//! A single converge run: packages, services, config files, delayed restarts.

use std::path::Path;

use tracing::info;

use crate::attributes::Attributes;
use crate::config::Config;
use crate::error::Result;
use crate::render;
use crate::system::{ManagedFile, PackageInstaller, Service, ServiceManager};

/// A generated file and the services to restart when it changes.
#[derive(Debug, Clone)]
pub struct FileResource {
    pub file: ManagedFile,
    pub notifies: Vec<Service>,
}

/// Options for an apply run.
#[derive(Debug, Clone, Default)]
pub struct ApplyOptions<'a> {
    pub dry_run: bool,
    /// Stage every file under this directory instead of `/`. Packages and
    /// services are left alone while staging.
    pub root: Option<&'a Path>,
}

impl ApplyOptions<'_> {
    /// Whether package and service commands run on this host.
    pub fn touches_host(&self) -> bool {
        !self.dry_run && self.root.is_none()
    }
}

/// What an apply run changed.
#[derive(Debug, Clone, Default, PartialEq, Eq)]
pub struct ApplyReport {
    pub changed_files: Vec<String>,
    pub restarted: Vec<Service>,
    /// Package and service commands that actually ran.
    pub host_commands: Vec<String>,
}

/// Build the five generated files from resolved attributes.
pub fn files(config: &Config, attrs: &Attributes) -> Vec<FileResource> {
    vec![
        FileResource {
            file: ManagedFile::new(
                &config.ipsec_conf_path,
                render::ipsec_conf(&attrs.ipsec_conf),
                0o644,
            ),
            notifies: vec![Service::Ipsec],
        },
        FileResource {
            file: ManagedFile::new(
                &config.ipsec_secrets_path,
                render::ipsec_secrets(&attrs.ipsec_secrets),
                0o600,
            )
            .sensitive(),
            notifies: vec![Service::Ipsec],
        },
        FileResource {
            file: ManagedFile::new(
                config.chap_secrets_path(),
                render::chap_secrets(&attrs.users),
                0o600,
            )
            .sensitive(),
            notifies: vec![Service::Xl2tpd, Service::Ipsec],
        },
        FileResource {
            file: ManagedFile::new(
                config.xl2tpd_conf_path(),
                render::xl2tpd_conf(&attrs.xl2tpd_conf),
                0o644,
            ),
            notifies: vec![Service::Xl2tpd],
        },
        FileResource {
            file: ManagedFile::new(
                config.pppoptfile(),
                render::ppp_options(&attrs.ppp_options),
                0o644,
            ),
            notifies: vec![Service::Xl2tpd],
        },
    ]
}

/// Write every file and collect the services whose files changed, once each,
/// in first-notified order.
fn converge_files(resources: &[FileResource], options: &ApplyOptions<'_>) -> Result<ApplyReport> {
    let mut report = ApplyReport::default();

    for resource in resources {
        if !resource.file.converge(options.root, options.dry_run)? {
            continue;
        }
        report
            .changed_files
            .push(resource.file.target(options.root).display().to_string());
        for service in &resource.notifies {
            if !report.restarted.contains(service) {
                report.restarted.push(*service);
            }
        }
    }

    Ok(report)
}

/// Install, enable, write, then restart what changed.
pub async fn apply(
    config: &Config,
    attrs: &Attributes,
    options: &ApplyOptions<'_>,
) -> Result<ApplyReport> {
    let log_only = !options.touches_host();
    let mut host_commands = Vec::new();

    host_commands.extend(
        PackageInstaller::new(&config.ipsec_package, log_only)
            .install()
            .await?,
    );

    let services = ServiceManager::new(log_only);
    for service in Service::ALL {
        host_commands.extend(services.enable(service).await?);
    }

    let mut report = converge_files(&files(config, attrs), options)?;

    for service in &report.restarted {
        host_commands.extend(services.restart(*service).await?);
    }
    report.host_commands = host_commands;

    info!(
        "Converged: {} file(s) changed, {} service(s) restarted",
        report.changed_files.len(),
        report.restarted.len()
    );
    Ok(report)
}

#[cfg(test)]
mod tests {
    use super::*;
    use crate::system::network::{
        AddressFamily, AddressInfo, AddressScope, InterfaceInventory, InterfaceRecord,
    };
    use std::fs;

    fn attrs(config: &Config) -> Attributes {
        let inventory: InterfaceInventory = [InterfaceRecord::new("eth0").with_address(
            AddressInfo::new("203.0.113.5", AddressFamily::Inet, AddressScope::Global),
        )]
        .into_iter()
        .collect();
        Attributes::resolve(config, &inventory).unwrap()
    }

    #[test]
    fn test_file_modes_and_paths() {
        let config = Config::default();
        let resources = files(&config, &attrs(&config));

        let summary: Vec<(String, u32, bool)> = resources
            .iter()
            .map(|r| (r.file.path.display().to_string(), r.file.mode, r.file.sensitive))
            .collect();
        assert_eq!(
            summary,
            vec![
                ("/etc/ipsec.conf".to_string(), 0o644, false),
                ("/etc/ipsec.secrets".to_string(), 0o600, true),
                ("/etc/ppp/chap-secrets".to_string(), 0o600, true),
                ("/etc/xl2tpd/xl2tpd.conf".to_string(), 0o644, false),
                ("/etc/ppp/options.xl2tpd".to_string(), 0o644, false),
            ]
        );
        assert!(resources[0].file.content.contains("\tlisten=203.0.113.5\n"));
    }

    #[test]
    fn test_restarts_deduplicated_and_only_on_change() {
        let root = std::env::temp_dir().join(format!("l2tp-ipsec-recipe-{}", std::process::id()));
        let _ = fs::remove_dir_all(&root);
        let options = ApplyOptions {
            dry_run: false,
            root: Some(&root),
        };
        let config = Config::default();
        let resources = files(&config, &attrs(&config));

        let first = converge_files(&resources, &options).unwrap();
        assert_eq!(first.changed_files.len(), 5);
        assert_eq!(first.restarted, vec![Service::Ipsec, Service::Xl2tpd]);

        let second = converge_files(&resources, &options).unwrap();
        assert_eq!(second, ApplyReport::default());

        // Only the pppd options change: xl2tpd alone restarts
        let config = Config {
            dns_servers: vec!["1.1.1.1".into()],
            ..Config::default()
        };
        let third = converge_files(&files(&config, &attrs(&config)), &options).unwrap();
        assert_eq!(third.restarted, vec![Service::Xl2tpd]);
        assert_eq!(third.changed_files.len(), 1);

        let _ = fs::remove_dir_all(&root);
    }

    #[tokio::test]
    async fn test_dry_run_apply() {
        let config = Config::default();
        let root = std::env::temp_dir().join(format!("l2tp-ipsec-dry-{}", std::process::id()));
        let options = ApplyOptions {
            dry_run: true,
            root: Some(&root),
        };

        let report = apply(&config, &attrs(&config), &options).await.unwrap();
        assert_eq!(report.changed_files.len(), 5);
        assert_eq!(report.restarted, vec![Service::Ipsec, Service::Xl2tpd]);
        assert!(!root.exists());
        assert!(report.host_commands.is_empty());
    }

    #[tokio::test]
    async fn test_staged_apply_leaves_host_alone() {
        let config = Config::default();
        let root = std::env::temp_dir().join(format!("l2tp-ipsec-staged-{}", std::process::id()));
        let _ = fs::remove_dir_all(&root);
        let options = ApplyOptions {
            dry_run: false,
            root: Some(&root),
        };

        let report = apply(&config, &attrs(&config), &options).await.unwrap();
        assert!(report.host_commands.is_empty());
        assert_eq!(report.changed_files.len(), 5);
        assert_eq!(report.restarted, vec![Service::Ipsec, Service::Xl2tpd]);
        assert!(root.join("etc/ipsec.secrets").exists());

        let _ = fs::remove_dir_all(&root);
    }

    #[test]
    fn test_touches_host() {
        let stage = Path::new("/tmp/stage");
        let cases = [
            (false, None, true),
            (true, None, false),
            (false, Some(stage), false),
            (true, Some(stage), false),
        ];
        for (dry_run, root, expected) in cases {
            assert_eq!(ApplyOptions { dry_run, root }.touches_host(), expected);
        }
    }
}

==

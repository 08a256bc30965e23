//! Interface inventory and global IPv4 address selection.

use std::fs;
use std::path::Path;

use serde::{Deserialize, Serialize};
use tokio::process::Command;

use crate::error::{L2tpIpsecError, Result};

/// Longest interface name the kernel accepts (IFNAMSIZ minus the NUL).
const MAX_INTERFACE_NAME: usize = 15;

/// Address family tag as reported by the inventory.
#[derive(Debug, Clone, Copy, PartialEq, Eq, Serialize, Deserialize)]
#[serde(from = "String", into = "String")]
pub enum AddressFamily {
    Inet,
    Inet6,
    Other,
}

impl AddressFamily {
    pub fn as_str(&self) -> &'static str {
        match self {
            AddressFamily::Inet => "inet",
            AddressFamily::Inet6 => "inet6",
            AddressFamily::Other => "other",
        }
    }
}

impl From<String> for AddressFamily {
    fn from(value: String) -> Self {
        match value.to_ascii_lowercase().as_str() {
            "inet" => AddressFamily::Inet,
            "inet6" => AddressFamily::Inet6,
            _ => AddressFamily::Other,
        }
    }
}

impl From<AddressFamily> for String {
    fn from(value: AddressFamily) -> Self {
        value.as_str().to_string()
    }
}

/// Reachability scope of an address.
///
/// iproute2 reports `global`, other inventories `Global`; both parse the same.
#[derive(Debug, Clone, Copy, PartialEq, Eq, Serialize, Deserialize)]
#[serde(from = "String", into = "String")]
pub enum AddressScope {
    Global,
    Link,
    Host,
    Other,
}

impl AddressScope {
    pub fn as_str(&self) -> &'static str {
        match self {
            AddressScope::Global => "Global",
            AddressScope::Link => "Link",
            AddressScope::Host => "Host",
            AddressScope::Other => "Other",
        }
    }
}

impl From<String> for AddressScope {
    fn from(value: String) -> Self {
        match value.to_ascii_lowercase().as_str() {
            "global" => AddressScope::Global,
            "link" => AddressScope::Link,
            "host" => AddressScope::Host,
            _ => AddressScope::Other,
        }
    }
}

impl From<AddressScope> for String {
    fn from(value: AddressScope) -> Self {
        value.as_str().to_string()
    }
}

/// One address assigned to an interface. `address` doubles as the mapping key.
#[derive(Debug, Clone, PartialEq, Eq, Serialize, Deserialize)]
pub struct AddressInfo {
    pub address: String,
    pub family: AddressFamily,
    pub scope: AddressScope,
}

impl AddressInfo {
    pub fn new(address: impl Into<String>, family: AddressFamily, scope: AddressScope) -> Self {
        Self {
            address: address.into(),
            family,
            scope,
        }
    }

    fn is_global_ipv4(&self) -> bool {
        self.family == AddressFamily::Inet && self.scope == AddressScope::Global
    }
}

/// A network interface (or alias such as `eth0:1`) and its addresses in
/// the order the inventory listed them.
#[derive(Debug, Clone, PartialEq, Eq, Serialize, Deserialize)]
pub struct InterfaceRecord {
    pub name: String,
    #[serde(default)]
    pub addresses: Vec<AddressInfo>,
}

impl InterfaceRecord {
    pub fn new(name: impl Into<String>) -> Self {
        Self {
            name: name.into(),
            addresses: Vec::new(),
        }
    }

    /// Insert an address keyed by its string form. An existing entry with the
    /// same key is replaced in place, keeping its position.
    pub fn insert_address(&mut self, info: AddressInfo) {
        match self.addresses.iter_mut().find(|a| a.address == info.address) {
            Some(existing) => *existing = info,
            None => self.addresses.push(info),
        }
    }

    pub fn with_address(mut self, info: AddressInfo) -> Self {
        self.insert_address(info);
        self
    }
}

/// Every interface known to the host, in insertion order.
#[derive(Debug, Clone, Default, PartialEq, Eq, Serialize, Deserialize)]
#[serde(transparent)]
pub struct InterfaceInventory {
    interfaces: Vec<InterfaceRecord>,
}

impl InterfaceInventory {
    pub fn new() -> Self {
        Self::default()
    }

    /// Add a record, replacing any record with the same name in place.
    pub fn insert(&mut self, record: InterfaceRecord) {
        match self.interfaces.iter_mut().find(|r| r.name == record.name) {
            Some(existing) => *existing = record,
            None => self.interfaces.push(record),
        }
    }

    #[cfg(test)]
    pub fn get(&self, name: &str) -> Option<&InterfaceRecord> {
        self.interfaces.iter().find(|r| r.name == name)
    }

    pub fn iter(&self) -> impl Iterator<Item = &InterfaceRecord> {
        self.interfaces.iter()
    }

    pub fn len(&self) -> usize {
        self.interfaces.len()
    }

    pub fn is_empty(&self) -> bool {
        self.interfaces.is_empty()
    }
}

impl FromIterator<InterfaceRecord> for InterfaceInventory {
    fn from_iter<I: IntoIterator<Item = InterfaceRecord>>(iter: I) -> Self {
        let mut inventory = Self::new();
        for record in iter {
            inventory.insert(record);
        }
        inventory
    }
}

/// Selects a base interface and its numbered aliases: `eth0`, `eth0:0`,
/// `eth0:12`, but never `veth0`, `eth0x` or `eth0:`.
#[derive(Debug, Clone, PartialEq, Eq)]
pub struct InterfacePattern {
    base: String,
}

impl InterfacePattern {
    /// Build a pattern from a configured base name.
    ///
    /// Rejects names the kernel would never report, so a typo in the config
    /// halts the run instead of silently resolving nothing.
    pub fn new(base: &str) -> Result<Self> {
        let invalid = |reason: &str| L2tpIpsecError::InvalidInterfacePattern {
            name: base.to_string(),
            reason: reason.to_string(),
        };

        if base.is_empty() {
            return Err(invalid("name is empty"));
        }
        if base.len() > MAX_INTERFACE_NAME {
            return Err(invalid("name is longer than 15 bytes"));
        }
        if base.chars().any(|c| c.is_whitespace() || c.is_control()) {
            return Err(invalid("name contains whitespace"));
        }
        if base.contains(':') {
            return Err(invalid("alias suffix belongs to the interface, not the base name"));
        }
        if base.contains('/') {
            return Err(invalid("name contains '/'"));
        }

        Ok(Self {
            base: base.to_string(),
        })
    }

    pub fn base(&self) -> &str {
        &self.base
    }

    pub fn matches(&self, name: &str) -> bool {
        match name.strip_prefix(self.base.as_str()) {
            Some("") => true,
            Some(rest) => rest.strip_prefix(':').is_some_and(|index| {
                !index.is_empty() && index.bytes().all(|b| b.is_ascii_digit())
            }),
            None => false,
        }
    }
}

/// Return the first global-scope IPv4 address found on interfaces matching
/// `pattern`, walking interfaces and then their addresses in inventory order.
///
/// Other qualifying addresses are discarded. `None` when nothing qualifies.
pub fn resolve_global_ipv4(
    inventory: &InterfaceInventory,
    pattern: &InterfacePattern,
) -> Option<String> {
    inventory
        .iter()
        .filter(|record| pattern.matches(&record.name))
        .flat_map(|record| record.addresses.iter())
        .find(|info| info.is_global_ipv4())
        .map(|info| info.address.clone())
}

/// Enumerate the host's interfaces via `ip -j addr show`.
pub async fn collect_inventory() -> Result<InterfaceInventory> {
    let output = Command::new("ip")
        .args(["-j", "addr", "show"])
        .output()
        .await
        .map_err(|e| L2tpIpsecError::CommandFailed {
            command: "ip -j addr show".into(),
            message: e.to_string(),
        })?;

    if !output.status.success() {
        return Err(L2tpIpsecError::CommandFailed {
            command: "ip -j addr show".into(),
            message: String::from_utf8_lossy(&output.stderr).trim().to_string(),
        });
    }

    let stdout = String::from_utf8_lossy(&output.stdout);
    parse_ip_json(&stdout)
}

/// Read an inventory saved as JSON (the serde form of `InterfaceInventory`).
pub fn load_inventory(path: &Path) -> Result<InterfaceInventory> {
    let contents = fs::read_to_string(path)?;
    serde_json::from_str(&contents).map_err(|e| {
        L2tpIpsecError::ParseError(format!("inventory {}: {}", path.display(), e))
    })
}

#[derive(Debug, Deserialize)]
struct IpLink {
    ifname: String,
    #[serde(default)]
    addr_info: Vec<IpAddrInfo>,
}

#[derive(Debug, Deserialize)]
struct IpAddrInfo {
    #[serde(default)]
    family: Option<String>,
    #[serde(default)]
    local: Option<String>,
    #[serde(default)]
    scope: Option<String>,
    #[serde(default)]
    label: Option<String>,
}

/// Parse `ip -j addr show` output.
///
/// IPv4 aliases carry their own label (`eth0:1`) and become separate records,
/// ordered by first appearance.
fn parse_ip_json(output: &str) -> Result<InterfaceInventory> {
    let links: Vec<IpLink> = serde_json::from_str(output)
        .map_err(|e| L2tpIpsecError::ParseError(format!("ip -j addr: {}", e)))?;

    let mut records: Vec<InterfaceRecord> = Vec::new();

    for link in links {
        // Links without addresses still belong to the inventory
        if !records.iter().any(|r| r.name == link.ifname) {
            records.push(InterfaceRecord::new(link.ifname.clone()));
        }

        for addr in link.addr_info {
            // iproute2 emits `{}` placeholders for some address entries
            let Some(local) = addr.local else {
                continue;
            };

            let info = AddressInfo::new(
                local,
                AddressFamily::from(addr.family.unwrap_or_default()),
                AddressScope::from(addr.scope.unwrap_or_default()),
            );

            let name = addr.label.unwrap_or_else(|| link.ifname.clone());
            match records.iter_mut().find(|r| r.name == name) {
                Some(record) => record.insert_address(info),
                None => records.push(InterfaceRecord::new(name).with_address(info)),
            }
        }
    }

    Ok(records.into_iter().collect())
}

### ABOUT THIS TASK
Search the entries for "ServiceManager" and copy out each line that has it.

### ANSWER TO THIS TASK
use crate::system::{ManagedFile, PackageInstaller, Service, ServiceManager};
    let services = ServiceManager::new(log_only);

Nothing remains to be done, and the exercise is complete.